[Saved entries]
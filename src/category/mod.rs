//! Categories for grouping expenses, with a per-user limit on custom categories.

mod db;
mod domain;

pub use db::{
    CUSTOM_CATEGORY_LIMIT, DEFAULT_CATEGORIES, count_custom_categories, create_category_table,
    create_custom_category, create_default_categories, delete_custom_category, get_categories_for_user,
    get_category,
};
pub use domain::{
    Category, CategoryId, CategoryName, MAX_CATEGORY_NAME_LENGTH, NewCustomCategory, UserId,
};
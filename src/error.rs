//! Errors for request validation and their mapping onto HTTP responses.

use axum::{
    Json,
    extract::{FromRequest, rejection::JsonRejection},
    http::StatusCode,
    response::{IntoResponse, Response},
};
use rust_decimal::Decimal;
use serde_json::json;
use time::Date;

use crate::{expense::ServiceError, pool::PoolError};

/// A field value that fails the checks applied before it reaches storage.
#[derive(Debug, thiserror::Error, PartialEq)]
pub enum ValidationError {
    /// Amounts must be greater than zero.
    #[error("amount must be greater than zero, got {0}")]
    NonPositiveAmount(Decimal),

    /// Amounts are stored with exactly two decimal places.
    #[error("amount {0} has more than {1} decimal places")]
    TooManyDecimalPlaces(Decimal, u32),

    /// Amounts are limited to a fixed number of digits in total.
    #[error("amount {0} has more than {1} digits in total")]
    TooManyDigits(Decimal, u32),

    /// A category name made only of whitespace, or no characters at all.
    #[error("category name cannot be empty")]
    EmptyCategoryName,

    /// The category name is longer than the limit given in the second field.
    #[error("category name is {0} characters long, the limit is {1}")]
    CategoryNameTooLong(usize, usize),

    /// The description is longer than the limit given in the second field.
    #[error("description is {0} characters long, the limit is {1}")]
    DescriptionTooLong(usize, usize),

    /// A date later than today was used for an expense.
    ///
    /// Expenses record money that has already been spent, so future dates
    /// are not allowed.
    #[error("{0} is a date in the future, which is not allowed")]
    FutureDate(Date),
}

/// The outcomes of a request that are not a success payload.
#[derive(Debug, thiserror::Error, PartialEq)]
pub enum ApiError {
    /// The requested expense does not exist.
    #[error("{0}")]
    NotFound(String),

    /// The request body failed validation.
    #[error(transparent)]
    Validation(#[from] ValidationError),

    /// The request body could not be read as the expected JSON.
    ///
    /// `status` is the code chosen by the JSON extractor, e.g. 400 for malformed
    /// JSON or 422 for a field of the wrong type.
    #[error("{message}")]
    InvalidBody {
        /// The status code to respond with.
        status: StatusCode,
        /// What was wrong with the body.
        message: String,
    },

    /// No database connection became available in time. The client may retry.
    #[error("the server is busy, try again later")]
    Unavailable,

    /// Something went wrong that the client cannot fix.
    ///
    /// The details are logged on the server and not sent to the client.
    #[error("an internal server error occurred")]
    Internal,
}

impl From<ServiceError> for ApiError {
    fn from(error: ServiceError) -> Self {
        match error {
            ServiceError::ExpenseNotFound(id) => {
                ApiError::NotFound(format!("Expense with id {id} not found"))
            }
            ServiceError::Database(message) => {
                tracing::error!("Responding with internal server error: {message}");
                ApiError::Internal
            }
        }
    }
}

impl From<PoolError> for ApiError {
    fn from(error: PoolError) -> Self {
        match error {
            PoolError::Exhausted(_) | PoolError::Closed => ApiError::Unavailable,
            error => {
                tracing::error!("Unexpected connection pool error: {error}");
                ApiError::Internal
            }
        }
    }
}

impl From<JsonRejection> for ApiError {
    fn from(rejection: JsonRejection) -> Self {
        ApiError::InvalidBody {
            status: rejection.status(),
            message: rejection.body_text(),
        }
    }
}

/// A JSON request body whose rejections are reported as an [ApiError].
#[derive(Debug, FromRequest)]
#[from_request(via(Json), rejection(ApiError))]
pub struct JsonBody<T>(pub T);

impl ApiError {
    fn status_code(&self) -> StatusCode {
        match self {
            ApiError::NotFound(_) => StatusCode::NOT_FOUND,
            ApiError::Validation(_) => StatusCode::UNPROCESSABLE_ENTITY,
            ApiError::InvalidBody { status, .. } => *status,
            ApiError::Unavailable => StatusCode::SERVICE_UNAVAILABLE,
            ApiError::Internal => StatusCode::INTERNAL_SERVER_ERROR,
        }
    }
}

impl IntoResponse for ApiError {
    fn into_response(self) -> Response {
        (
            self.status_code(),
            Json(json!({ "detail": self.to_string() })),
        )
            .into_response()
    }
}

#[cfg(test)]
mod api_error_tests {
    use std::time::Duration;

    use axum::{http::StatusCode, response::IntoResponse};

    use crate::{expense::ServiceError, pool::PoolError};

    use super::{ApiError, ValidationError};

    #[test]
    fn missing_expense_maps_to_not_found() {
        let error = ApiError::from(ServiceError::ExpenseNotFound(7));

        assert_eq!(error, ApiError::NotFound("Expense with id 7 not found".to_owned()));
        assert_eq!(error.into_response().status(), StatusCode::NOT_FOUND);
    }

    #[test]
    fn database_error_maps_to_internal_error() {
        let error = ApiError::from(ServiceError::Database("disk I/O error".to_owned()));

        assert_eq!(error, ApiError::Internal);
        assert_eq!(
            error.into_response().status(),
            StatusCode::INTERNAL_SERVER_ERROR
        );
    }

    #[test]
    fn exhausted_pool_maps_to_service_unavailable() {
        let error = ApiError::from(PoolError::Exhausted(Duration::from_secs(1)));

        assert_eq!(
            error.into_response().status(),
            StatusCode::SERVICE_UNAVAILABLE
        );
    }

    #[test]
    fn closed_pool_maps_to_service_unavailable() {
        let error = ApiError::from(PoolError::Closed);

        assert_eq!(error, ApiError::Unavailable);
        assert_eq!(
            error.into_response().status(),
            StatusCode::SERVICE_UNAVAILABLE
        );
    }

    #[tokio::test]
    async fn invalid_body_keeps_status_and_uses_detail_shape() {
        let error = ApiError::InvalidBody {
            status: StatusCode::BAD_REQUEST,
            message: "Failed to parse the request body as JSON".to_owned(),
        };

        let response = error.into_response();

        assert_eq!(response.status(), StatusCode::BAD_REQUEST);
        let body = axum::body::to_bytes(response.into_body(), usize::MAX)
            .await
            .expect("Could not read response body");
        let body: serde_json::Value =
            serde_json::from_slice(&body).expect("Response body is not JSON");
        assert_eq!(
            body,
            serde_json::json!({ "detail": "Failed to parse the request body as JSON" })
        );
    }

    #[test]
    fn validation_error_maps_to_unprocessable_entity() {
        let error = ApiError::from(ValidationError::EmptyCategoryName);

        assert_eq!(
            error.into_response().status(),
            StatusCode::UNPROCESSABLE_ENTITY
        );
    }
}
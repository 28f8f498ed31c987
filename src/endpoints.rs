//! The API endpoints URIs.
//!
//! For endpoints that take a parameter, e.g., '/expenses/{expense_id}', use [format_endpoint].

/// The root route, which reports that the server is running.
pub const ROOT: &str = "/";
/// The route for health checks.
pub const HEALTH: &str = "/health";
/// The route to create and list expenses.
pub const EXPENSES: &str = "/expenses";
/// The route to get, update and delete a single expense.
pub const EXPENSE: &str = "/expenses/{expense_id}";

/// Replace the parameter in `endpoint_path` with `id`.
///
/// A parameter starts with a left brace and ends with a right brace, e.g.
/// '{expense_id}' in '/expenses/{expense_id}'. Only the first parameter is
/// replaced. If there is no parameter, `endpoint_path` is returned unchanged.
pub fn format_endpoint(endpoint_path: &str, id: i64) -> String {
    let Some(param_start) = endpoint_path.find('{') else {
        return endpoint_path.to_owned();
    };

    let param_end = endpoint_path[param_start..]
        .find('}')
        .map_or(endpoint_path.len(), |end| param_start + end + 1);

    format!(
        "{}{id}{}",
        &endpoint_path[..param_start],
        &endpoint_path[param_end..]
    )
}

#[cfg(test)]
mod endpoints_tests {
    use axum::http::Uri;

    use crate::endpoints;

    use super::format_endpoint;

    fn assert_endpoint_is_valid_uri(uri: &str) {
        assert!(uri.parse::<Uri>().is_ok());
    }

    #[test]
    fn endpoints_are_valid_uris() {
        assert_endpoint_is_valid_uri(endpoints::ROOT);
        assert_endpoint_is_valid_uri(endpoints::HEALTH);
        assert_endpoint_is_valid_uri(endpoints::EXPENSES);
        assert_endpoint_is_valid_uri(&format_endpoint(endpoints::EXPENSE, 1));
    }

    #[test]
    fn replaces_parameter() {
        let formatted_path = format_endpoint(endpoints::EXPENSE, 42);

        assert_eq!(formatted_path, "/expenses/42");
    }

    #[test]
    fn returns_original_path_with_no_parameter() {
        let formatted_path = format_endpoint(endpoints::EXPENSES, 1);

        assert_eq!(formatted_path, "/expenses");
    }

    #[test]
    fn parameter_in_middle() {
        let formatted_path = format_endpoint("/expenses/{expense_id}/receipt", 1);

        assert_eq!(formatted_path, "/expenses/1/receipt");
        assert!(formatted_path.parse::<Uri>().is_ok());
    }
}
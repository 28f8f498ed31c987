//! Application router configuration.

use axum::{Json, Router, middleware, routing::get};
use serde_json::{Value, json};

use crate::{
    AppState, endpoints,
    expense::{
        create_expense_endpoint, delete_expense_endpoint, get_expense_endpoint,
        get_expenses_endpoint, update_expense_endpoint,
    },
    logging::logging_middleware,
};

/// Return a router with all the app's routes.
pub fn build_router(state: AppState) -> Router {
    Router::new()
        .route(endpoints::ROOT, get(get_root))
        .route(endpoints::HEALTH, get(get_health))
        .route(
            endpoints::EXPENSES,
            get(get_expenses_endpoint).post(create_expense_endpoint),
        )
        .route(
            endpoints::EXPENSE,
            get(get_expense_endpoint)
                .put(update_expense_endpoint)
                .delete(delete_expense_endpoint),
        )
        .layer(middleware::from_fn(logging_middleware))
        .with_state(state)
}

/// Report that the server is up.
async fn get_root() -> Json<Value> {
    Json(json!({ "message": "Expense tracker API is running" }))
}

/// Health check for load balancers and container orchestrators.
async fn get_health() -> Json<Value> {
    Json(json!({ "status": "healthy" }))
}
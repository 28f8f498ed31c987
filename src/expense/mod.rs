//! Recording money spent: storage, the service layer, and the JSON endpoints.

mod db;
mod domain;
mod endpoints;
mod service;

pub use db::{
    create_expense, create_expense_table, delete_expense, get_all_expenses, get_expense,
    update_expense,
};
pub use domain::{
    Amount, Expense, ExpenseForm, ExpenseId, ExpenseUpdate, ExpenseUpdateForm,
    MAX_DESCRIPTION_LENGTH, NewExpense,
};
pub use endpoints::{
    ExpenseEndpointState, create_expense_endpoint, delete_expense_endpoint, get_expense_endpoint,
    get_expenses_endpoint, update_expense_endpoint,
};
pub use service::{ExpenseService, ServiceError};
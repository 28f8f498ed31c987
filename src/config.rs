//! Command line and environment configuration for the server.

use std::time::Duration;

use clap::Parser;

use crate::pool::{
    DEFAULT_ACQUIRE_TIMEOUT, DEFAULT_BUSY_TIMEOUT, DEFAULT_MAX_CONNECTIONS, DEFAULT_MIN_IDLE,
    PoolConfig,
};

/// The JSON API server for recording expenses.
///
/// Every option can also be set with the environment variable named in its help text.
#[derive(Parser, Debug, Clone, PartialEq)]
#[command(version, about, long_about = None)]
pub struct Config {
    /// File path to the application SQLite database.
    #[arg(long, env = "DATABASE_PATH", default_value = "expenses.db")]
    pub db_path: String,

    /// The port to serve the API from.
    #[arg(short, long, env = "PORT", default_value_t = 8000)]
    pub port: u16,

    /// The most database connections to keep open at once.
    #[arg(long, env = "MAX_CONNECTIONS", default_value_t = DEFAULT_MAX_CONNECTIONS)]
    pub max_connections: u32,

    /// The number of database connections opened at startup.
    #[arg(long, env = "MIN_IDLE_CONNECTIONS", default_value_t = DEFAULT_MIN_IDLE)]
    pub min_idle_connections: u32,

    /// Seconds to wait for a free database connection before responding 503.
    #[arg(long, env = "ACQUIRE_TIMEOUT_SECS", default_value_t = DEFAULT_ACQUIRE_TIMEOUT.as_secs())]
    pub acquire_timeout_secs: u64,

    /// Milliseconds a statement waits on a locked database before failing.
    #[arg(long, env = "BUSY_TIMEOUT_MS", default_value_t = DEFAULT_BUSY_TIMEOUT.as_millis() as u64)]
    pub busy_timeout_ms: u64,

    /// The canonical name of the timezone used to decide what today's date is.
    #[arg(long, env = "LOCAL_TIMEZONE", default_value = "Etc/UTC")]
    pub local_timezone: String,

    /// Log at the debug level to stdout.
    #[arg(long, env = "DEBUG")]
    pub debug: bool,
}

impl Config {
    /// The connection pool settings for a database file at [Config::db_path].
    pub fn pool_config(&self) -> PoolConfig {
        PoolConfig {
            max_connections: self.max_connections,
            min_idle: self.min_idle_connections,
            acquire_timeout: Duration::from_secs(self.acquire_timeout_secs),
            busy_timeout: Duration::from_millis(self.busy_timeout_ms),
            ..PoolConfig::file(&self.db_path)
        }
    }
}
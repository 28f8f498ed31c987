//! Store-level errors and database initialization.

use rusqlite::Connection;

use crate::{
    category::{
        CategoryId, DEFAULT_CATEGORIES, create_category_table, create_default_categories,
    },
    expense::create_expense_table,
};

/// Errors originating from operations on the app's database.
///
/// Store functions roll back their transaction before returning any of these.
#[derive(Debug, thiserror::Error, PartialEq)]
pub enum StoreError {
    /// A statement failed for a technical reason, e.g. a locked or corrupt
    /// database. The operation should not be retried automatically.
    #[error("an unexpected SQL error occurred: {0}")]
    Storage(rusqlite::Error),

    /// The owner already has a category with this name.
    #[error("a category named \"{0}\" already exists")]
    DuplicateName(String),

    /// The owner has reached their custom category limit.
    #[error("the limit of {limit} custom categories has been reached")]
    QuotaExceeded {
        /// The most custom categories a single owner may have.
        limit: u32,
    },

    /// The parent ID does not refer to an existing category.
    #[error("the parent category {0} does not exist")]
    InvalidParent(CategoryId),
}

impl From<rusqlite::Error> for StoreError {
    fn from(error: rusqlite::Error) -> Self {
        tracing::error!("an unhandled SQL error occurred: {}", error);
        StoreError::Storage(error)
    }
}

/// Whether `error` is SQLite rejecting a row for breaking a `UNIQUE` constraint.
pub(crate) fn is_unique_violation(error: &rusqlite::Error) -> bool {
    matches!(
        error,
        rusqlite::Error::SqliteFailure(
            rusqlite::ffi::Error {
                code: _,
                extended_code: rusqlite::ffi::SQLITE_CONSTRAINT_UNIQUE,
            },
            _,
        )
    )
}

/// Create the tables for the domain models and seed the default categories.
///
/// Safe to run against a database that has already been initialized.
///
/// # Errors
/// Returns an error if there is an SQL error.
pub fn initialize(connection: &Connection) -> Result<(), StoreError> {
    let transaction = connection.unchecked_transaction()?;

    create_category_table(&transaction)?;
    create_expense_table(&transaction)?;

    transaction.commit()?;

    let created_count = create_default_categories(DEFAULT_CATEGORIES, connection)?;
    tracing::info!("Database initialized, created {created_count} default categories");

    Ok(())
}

Task
Which lines above carry the string "occurred"? Copy those lines.

Answer to the exercise
    #[error("an internal server error occurred")]
    #[error("an unexpected SQL error occurred: {0}")]
        tracing::error!("an unhandled SQL error occurred: {}", error);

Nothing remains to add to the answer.